7. Moving Beyond Linearity

Conceptual Exercises

Exercise 1: The truncated power basis generates cubic regression splines
- a.
- b.
- c.
- d.
- e.
Exercise 2: Alternative roughness penalties for smoothing splines
- a.
- b.
- c.
- d.
- e.
Exercise 3: Example basis function model
Exercise 4: Example basis function model
Exercise 5: Comparing smoothing splines with different roughness penalties
- a.
- b.
- c.

Exercise 1: The truncated power basis generates cubic regression splines

a.

If $x \leqslant \xi$ then $(x-\xi)_+^3 = 0$ . So if we take $a=1 = \beta_0, b_1 = \beta_1, c_1 = \beta_2, d_1 = \beta_3$ , then $f(x) = f_1(x)$ for all $x \leqslant \xi$

b.

If $x > \xi$ then $(x-\xi)_+^3 = (x-\xi)^3$ . Then expanding $f(x)$

$f(x) = (\beta_0 - \beta_4 \xi^3) + (\beta_1 + 3\beta_4\xi^2)x + (\beta_2 - 3\beta_4\xi)x^2 + (\beta_3 + \beta_4)x^3$

we see

\begin{align} a_1 &= \beta_0 - \beta_4 \xi^3
b_1 &= \beta_1 + 3\beta_4\xi^2
c_1 &= \beta_2 - 3\beta_4\xi
d_1 &= \beta_3 + \beta_4 \end{align}

c.

\begin{align} f_2(\xi) &= (\beta_0 - \beta_4 \xi^3) + (\beta_1 + 3\beta_4\xi^2)\xi + (\beta_2 - 3\beta_4\xi)\xi^2 + (\beta_3 + \beta_4)\xi^3
&= \beta_0 - \beta_4\xi^3 +\beta_1\xi + 3\beta_4\xi^3 + \beta_2\xi^2 - 3\beta_4\xi^3 + \beta_3\xi^3 + \beta_4\xi^3
&= \beta_0 + \beta_1\xi + \beta_2\xi^2 + \beta_3\xi^3
&= f_1(\xi) \end{align}

d.

\begin{align} f’_2(\xi) &= (\beta_1 + 3\beta_4\xi^2) + 2(\beta_2 - 3\beta_4\xi)\xi + 3(\beta_3 + \beta_4)\xi^2
&= \beta_1 + 3\beta_4\xi^2 + 2\beta_2\xi - 6\beta_4\xi^2 + 3\beta_3\xi^2 + 3\beta_4\xi^2
&= \beta_1 + 2\beta_2\xi + 3\beta_3\xi^2
&= f’_1(\xi) \end{align}

e.

\begin{align} f’‘_2(\xi) &= 2(\beta_2 - 3\beta_4\xi) + 6(\beta_3 + \beta_4)\xi
&= 2\beta_2 + 6\beta_4\xi
&= f’‘_1(\xi) \end{align}

Exercise 2: Alternative roughness penalties for smoothing splines

We’re just going to describe the solutions instead of drawing them.

a.

If $\lambda = \infty$ and $m = 0$ , then the integral term is minimized by a zero integral, hence by $g^{(0)} = g = 0$ . So $\hat{g}$ is the zero function.

b.

In this case, the integral is minimized by $g' = 0$ , so $\hat{g}$ is a constant function.

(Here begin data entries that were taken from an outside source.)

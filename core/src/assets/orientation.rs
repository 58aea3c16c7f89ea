//! Sprite facing fix-up
//!
//! Generated sprites sometimes come out facing the wrong way. This adapter
//! sits between the backend and the renderer: it estimates facing from the
//! opaque-pixel density of the two horizontal halves and mirrors the image
//! when the estimate disagrees with the side's required facing. A
//! generation-imperfection workaround, not core logic.

use image::RgbaImage;

/// Required facing: side A faces right, side B faces left.
#[derive(Debug, Clone, Copy, PartialEq, Eq)]
pub enum Facing {
    Left,
    Right,
}

/// Opaque-pixel counts of the left and right halves.
fn half_densities(img: &RgbaImage) -> (u64, u64) {
    let (w, _) = img.dimensions();
    let mid = w / 2;
    let mut left = 0u64;
    let mut right = 0u64;
    for (x, _, px) in img.enumerate_pixels() {
        if px[3] > 32 {
            if x < mid {
                left += 1;
            } else {
                right += 1;
            }
        }
    }
    (left, right)
}

/// Estimate which way the sprite faces. Creature sprites taper toward the
/// head, so the sparser half is treated as the facing side. Returns `None`
/// when the halves are too balanced to call.
pub fn detect_facing(img: &RgbaImage) -> Option<Facing> {
    let (left, right) = half_densities(img);
    let total = left + right;
    if total == 0 {
        return None;
    }
    // Within 4% of balanced: ambiguous, leave the sprite alone.
    let diff = left.abs_diff(right);
    if diff * 25 < total {
        return None;
    }
    Some(if left < right {
        Facing::Left
    } else {
        Facing::Right
    })
}

/// Mirror the sprite if its detected facing disagrees with `required`.
pub fn ensure_facing(img: RgbaImage, required: Facing) -> RgbaImage {
    match detect_facing(&img) {
        Some(actual) if actual != required => image::imageops::flip_horizontal(&img),
        _ => img,
    }
}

Likely $g = \beta_0 = \overline{y}$

c.

This is the smoothing spline discussed in the chapter – $\hat{g}$ is the ordinary least squares line.

d.

Now the integral penalty forces $g^{(3)} = 0$ , so $g$ is necessarily polynomial of degree leqslant 2. It’s clear that it necessarily has degree 2 – one can imagine cases where a linear $\hat{g}$ minimizes the RSS term, and cases where a quadratic does. In general, a quadratic has more freedom, so averaging over datasets, the quadratic will have smaller RSS, and hence $\hat{g}$ will be quadratic.

e.

In this case, the $m = 3$ condition is irrelevant. Now we are minimizing the RSS over all functions $g$ , so $\hat{g}$ will be any function which has zero RSS (i.e. which has $\hat{g}(x_i) = y_i$ for all $i$ ). For example, the interpolation spline, or a step (piecewise constant) function which passes through the y_i will have zero RSS. Such a function isn’t unique.

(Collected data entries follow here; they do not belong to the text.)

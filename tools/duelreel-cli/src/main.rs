//! Duelreel CLI - Render duel videos from seed strings
//!
//! # Usage
//!
//! ```bash
//! # One job: frames + audio under ./out
//! duelreel "ember fox" "river eel" --out out
//!
//! # Reproducible job
//! duelreel "ember fox" "river eel" --out out --entropy 42
//!
//! # Keep rendering a fresh duel every 10 minutes
//! duelreel "ember fox" "river eel" --out out --every 600
//!
//! # Hand the finished job to the upload stage (needs DUELREEL_UPLOAD_TOKEN)
//! duelreel "ember fox" "river eel" --out out --upload
//! ```

use std::path::{Path, PathBuf};
use std::thread;
use std::time::Duration;

use anyhow::Result;
use clap::Parser;
use tracing::{error, info, warn};

use duelreel_core::assets::upload::{
    resolve_credential, CredentialStore, UploadBackend, UploadMetadata,
};
use duelreel_core::{
    run_job, JobError, JobOutput, JobSpec, NullTextPainter, PipelineConfig, PlaceholderBackend,
};

/// Render a duel between two seeded combatants
#[derive(Parser)]
#[command(name = "duelreel")]
#[command(about = "Render a duel between two seeded combatants")]
#[command(version)]
struct Cli {
    /// Seed string for combatant A (enters from the left, faces right)
    seed_a: String,

    /// Seed string for combatant B (enters from the right, faces left)
    seed_b: String,

    /// Output directory; each job gets a numbered subdirectory in loop mode
    #[arg(long, default_value = "out")]
    out: PathBuf,

    /// Fixed entropy word for a reproducible job (default: fresh random)
    #[arg(long)]
    entropy: Option<u64>,

    /// Re-render a fresh duel every N seconds until interrupted
    #[arg(long, value_name = "SECONDS")]
    every: Option<u64>,

    /// Hand finished jobs to the upload stage
    #[arg(long)]
    upload: bool,
}

/// No secondary credential source is wired into the CLI; the environment
/// variable is the only place uploads can be configured from.
struct NoStore;

impl CredentialStore for NoStore {
    fn fetch(&self, _key: &str) -> Option<String> {
        None
    }
}

/// Stand-in upload backend: logs what a real publisher would send and
/// reports the local path as the remote id.
struct DryRunUploader;

impl UploadBackend for DryRunUploader {
    fn upload(&self, file: &Path, meta: &UploadMetadata) -> duelreel_core::JobResult<String> {
        info!(
            file = %file.display(),
            title = %meta.title,
            tags = ?meta.tags,
            privacy = %meta.privacy,
            "dry-run upload"
        );
        Ok(file.display().to_string())
    }
}

fn upload_metadata(cli: &Cli, output: &JobOutput) -> UploadMetadata {
    UploadMetadata {
        title: format!("{} takes the duel!", output.winner_name),
        description: format!(
            "Seeded duel: \"{}\" vs \"{}\". Winner: {}.",
            cli.seed_a, cli.seed_b, output.winner_name
        ),
        tags: vec!["duel".into(), cli.seed_a.clone(), cli.seed_b.clone()],
        category: "entertainment".into(),
        privacy: "public".into(),
    }
}

fn run_once(cli: &Cli, out_dir: PathBuf, uploader: Option<&dyn UploadBackend>) -> Result<()> {
    let spec = JobSpec {
        seed_a: cli.seed_a.clone(),
        seed_b: cli.seed_b.clone(),
        entropy: cli.entropy.unwrap_or_else(rand::random),
        out_dir,
    };
    let cfg = PipelineConfig::default();
    let output = run_job(&cfg, &PlaceholderBackend, &NullTextPainter, &spec)?;
    info!(
        frames = output.frame_count,
        winner = %output.winner_name,
        dir = %output.frames_dir.display(),
        "job complete"
    );

    if let Some(uploader) = uploader {
        let id = uploader.upload(&output.audio_path, &upload_metadata(cli, &output))?;
        info!(%id, "upload complete");
    }
    Ok(())
}

fn main() -> Result<()> {
    tracing_subscriber::fmt()
        .with_env_filter(
            tracing_subscriber::EnvFilter::try_from_default_env()
                .unwrap_or_else(|_| tracing_subscriber::EnvFilter::new("info")),
        )
        .init();

    let cli = Cli::parse();

    // A missing credential disables uploads; it never fails the run.
    let uploader: Option<DryRunUploader> = if cli.upload {
        match resolve_credential("DUELREEL_UPLOAD_TOKEN", &NoStore, "upload-token") {
            Ok(_) => Some(DryRunUploader),
            Err(JobError::Configuration(msg)) => {
                warn!(%msg, "uploads disabled");
                None
            }
            Err(e) => return Err(e.into()),
        }
    } else {
        None
    };
    let uploader = uploader.as_ref().map(|u| u as &dyn UploadBackend);

    match cli.every {
        None => run_once(&cli, cli.out.clone(), uploader),
        Some(secs) => {
            // Scheduler loop: a failed job is logged and skipped, the next
            // tick still fires.
            let mut iteration = 0u64;
            loop {
                let out_dir = cli.out.join(format!("job_{iteration:04}"));
                if let Err(e) = run_once(&cli, out_dir, uploader) {
                    error!(error = %e, iteration, "job failed");
                }
                iteration += 1;
                thread::sleep(Duration::from_secs(secs));
            }
        }
    }
}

Exercise 3: Example basis function model

skip

Exercise 4: Example basis function model

skip

Exercise 5: Comparing smoothing splines with different roughness penalties

a.

As $\lambda \rightarrow \infty$ , the integral much approach 0. Then $\hat{g}_1$ approaches a polynomial of degree at most 2, and $\hat{g}_2$ approaches a polynomial of degree 3. Since $\text{deg}(\hat{g}_1) \leqslant \text{deg}(\hat{g}_2)$ , we expect $\text{RSS}_{train}(\hat{g}_1) \geqslant \text{RSS}_{train}(\hat{g}_2)$

b.

Since $\text{deg}(\hat{g}_1) \leqslant \text{deg}(\hat{g}_2)$ , we expect $\text{RSS}_{test}(\hat{g}_1) \leqslant \text{RSS}_{test}(\hat{g}_2)$

c.

For $\lambda = 0$ , the roughness penalty vanishes and both $\hat{g}_1, \hat{g}^2$ can be any function with zero RSS (see Exercise 2 e. above). Such functions aren’t uniquely defined, so in the absence of a rule for choosing $\hat{g}_1, \hat{g}_2$ in this case, we can’t answer the question.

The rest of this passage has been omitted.